Task prompt:
The data must be returned exactly. No line may be left out.

Materials provided: Begin

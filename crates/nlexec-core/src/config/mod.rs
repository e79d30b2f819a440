//! YAML configuration for the pipeline, the model service and the sandbox.

pub mod loader;
pub mod types;

pub use loader::ConfigLoader;
pub use types::*;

Materials provided: End

Task solution:
filename crates/nlexec-core/src/config/mod.rs
repository e79d30b2f819a440
//! YAML configuration for the pipeline, the model service and the sandbox.

pub mod loader;
pub mod types;

pub use loader::ConfigLoader;
pub use types::*;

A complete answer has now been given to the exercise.